Every now and again the universe throws you situations and circumstances that reveal their true intentions later on. Hindsight really is the most accurate art. Over the last week or so I have had an insurgence of such energy. I was made to realise or rather be reminded that being a creative person is not something that we try to be but something we have honed and thus become. Although to an extent I do agree with Mataraso’s definition of an artist which is not someone any different or special from anyone else but rather a person who makes and creates art. In that sense, we are all artists and can be artists, never really born artists and I do believe that.
However, I do think that when you have been a certain way for so long there is no other way to be. Art or rather the creation and appreciation of it is merely creativity. I believe we all have a creative gene within us the same way we all have a pragmatic gene, a scientific gene, and a clumsy gene. Along the way, our circumstances and personal biases guided us to develop one gene more than the other. Being creative has always just been a way of thinking and seeing and thus being, becomes one with the act of creation. What is strange is when that bubble is broken by an individual who sees this world and theirs as different. But in fact, all these worlds co-exist in complete unison and it seems arbitrary to suggest otherwise.
Humans have created a world in which to survive we must be like the snake that eats itself. Ouroboros appears across many cultures and text, sometimes as a beginning and an end, sometimes as an epiphany that led to a breakthrough in the field of chemistry and most often as the balance. The balance, as the Ancient Egyptians say, was between the formless disorder that surrounds the orderly world. But in many ways modern society has created a gridlock system by which their citizens must essentially be self-sufficient at the cost of everything. We have lost our sense of balance, our moral responsibility within ourselves and most alarmingly our Passion.
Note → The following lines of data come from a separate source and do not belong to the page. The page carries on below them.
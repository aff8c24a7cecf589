//! Implements the SIMD.js vector types: `Float32x4`, the signed and unsigned integer vectors
//! `Int32x4` through `Uint8x16`, and the boolean vectors `Bool32x4`, `Bool16x8`, and `Bool8x16`.
//!
//! Every vector type is described by a [`SimdType`], which provides the lane-wise operations as
//! methods. Vectors themselves are [`SimdValue`]s, which are never modified after they are
//! constructed.
//!
//! ```
//! use simdjs_rt_simd::{SimdType, SimdValue};
//!
//! let a = SimdValue::int8x16([127; 16]);
//! let b = SimdValue::int8x16([1; 16]);
//! let wrapped = SimdType::Int8x16.add(&a, &b)?;
//! let saturated = SimdType::Int8x16.add_saturate(&a, &b)?;
//! assert_eq!(wrapped.to_int8x16(), Some([-128; 16]));
//! assert_eq!(saturated.to_int8x16(), Some([127; 16]));
//! # Ok::<_, simdjs_rt_simd::Error>(())
//! ```
//!
//! # Builtin Functions
//!
//! The [`Builtin`] functions provide the calling convention used by scripts, taking and returning
//! [`Value`]s. Each vector type only provides some of the builtins, which can be looked up by name
//! with [`SimdType::builtin()`].
//!
//! If the `tracing` feature is enabled, calls to builtins emit [`tracing`] events with the target
//! `simdjs::builtins`.
//!
//! [`tracing`]: https://docs.rs/tracing

#![no_std]
#![cfg_attr(docsrs, feature(doc_auto_cfg))]
#![deny(missing_debug_implementations)]
#![deny(missing_docs)]
#![deny(unreachable_pub)]
#![forbid(unsafe_code)]
#![deny(clippy::cast_possible_truncation)]
#![deny(clippy::exhaustive_enums)]
#![deny(clippy::alloc_instead_of_core)]
#![deny(clippy::std_instead_of_core)]

#[cfg(feature = "std")]
extern crate std;

extern crate alloc;

mod builtins;
mod cast;
mod cfg;
mod descriptor;
mod display;
mod memory;
mod ops;
mod value;
mod vector;

pub use builtins::{simd_types, Builtin, BuiltinFunction, PrototypeBuiltin};
pub use cast::{Lane, Scalar};
pub use descriptor::{LaneKind, LaneWidth, NotFoundError, SimdType};
pub use display::{DefaultLocale, LocaleDisplay, LocaleFormat};
pub use memory::{load_from_buffer, store_to_buffer};
pub use ops::to_lane_index;
pub use simdjs_rt_core::{Error, ErrorKind, Result};
pub use value::{Object, Value};
pub use vector::SimdValue;
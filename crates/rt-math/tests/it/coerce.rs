use simdjs_rt_math::*;

#[test]
fn int32_wraps_around() {
    assert_eq!(to_int32(2147483648.0), i32::MIN);
    assert_eq!(to_int32(4294967295.0), -1);
    assert_eq!(to_int32(-2147483649.0), i32::MAX);
    assert_eq!(to_int32(1e300), 0);
}

#[test]
fn non_finite_becomes_zero() {
    for value in [f64::NAN, f64::INFINITY, f64::NEG_INFINITY] {
        assert_eq!(to_int32(value), 0);
        assert_eq!(to_uint32(value), 0);
        assert_eq!(to_int16(value), 0);
        assert_eq!(to_uint8(value), 0);
    }
}

#[test]
fn truncates_toward_zero() {
    assert_eq!(to_int32(-1.9), -1);
    assert_eq!(to_int32(1.9), 1);
    assert_eq!(to_uint32(-1.5), u32::MAX);
    assert_eq!(to_int8(-0.5), 0);
}

#[test]
fn narrow_widths() {
    assert_eq!(to_int16(32768.0), i16::MIN);
    assert_eq!(to_uint16(-1.0), u16::MAX);
    assert_eq!(to_uint16(65536.0), 0);
    assert_eq!(to_int8(128.0), -128);
    assert_eq!(to_int8(255.0), -1);
    assert_eq!(to_uint8(256.0 + 7.0), 7);
    assert_eq!(to_uint8(-129.0), 127);
}

#[test]
fn length_clamps() {
    assert_eq!(to_length(-5.0), 0.0);
    assert_eq!(to_length(f64::NAN), 0.0);
    assert_eq!(to_length(3.7), 3.0);
    assert_eq!(to_length(f64::INFINITY), MAX_SAFE_INTEGER);
    assert!(to_length(-0.0).is_sign_positive());
}

#[test]
fn integer_or_infinity() {
    assert_eq!(to_integer_or_infinity(f64::NAN), 0.0);
    assert_eq!(to_integer_or_infinity(-2.5), -2.0);
    assert_eq!(to_integer_or_infinity(f64::NEG_INFINITY), f64::NEG_INFINITY);
    assert!(to_integer_or_infinity(-0.25).is_sign_positive());
}

#[test]
fn checked_lane_narrowing() {
    assert_eq!(i8_trunc_f32(127.9), Ok(127));
    assert_eq!(i8_trunc_f32(128.0), Err(LaneConversionError::OutOfRange));
    assert_eq!(u8_trunc_f32(-0.5), Ok(0));
    assert_eq!(u16_trunc_f32(-1.0), Err(LaneConversionError::OutOfRange));
    assert_eq!(i32_trunc_f32(f32::NAN), Err(LaneConversionError::NotANumber));
    assert_eq!(u32_trunc_f32(f32::INFINITY), Err(LaneConversionError::OutOfRange));
    assert_eq!(i16_narrow(-32768), Ok(i16::MIN));
    assert_eq!(i16_narrow(32768), Err(LaneConversionError::OutOfRange));
    assert_eq!(u32_narrow(4294967295), Ok(u32::MAX));
    assert_eq!(u32_narrow(-1), Err(LaneConversionError::OutOfRange));
}

#[test]
fn saturation() {
    assert_eq!(saturate(128, -128, 127), 127);
    assert_eq!(saturate(-129, -128, 127), -128);
    assert_eq!(saturate(5, 0, 255), 5);
}
use core::fmt::Write as _;

/// Formats an [`f64`] the way [`Number::toString`] does with a radix of 10.
///
/// ```
/// # use simdjs_rt_math::NumberDisplay;
/// assert_eq!(NumberDisplay(42.0).to_string(), "42");
/// assert_eq!(NumberDisplay(-0.0).to_string(), "0");
/// assert_eq!(NumberDisplay(1.5e-7).to_string(), "1.5e-7");
/// assert_eq!(NumberDisplay(1e21).to_string(), "1e+21");
/// ```
///
/// [`Number::toString`]: https://tc39.es/ecma262/#sec-numeric-types-number-tostring
#[derive(Clone, Copy, Debug, PartialEq)]
#[allow(clippy::exhaustive_structs)]
pub struct NumberDisplay(pub f64);

/// The shortest decimal digits that round-trip an [`f64`], along with its decimal exponent.
struct Decimal {
    digits: [u8; 32],
    len: usize,
    exponent: i32,
    in_exponent: bool,
    exponent_negative: bool,
}

impl Decimal {
    fn new(magnitude: f64) -> Result<Self, core::fmt::Error> {
        let mut decimal = Self {
            digits: [0; 32],
            len: 0,
            exponent: 0,
            in_exponent: false,
            exponent_negative: false,
        };

        // `LowerExp` produces the shortest representation, in the form `d.ddde-N`.
        write!(decimal, "{magnitude:e}")?;

        if decimal.exponent_negative {
            decimal.exponent = -decimal.exponent;
        }

        Ok(decimal)
    }

    fn digits(&self) -> &str {
        // Only ASCII digits are ever stored.
        core::str::from_utf8(&self.digits[..self.len]).unwrap_or_default()
    }
}

impl core::fmt::Write for Decimal {
    fn write_str(&mut self, s: &str) -> core::fmt::Result {
        for b in s.bytes() {
            match b {
                b'e' => self.in_exponent = true,
                b'-' if self.in_exponent => self.exponent_negative = true,
                b'0'..=b'9' if self.in_exponent => {
                    self.exponent = self.exponent * 10 + i32::from(b - b'0');
                }
                b'0'..=b'9' => {
                    *self.digits.get_mut(self.len).ok_or(core::fmt::Error)? = b;
                    self.len += 1;
                }
                _ => (),
            }
        }
        Ok(())
    }
}

fn write_zeroes(f: &mut core::fmt::Formatter<'_>, count: i32) -> core::fmt::Result {
    for _ in 0..count {
        f.write_char('0')?;
    }
    Ok(())
}

impl core::fmt::Display for NumberDisplay {
    fn fmt(&self, f: &mut core::fmt::Formatter<'_>) -> core::fmt::Result {
        let value = self.0;
        if value.is_nan() {
            return f.write_str("NaN");
        } else if value == 0.0 {
            return f.write_str("0");
        } else if value.is_infinite() {
            return f.write_str(if value < 0.0 { "-Infinity" } else { "Infinity" });
        }

        if value < 0.0 {
            f.write_char('-')?;
        }

        let decimal = Decimal::new(num_traits::Float::abs(value))?;
        let digits = decimal.digits();

        // The value is `digits * 10^(n - k)`.
        #[allow(clippy::cast_possible_truncation, clippy::cast_possible_wrap)]
        let k = digits.len() as i32;
        let n = decimal.exponent + 1;

        if k <= n && n <= 21 {
            f.write_str(digits)?;
            write_zeroes(f, n - k)
        } else if 0 < n && n <= 21 {
            #[allow(clippy::cast_sign_loss)]
            let (integer, fraction) = digits.split_at(n as usize);
            write!(f, "{integer}.{fraction}")
        } else if -6 < n && n <= 0 {
            f.write_str("0.")?;
            write_zeroes(f, -n)?;
            f.write_str(digits)
        } else {
            let (first, rest) = digits.split_at(1);
            f.write_str(first)?;
            if !rest.is_empty() {
                write!(f, ".{rest}")?;
            }
            let e = n - 1;
            write!(f, "e{}{}", if e < 0 { '-' } else { '+' }, e.unsigned_abs())
        }
    }
}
Recently I went for an interview which essentially false advertised what the job was, vaguely describing it as a marketing and events coordinator. In my mind, running We Belong Here- a cross-arts bi-monthly event in Leeds, I had a very different idea of what an event meant. The initial interview, now looking back, seemed to play to any idea one had in your head without actually giving you something tangible to hold on to. Funnily I learned on my way the next day to Wakefield for the secondary observation interview, that this is why radio advertising works more efficiently than print or tv adverts as target audiences don’t have a clear visualized product. Thus they can imagine something more to their liking and preference which instills them to ultimately invest in the product and spend money they don’t have. What makes big conglomerate companies the big money, as I found out, are Human Billboards. Direct marketing strategies that exploit fairly young people to make these mammoth capitalist companies reliable, humanistic and trustworthy so that their bees can then exploit some more people. It would be pretty genius if it wasn’t so damn evil.
My first question was, “Well Danny, what do you do then when you are representing a corporate company whose values and morals don’t align with your ethical code as a human being? The answer- Ditch your ethics and morality and focus on the 100 people target that you must meet every day. Out of which 90 people will reject you and 10 will invest in your product. And that “Is a fact”, said Danny in robotic perfection.
I managed to survive 2 hours of soul-crushing observation when I realised something very integral to me both as an individual and an artist. I am a passionate person, who is committed to the things I do because of my passion. I also have a set of morals and values that I live my life by and choices made in opposition to them is not something I can stand by.
So I did the obvious thing, I walked out and found an art gallery and rejuvenated my soul for the next 6 hours looking at the Alan Davie exhibition at The Hepworth Wakefield. There was a palpable sense of relief when I walked into a building instilled with creation and passion. I had made my way home.
There was a beautiful quote I read by Alan Davie that was serendipitous in its nature like the universe wanted to remind me yet again why we live and not just survive.
“Knowing that life is so strange and uncontrollable there is no way, and art is impossible, as impossible as living. And yet one lives and strange things happen and Art also happens, like falling in love.” (Davie,1953)
Why do we live lives if not to do the things that make us happy, at peace, content or whatever it is we are looking for? Isn’t it as simple as following every gut instinct, every intuition, every cell in your body that already knows this it is that you need from life? It upsets me when I see systems in place that make us conform. Education systems that deem whether a piece of work is ‘achieving’, ‘sort of achieving’ or ‘not achieving’. (True story) How can you possibly quantify expression into a right and wrong way of expressing and have the gumption to then impose that on to the young minds of 10-year-olds. We should all be allowed to dream, to create, to love and to live how we want.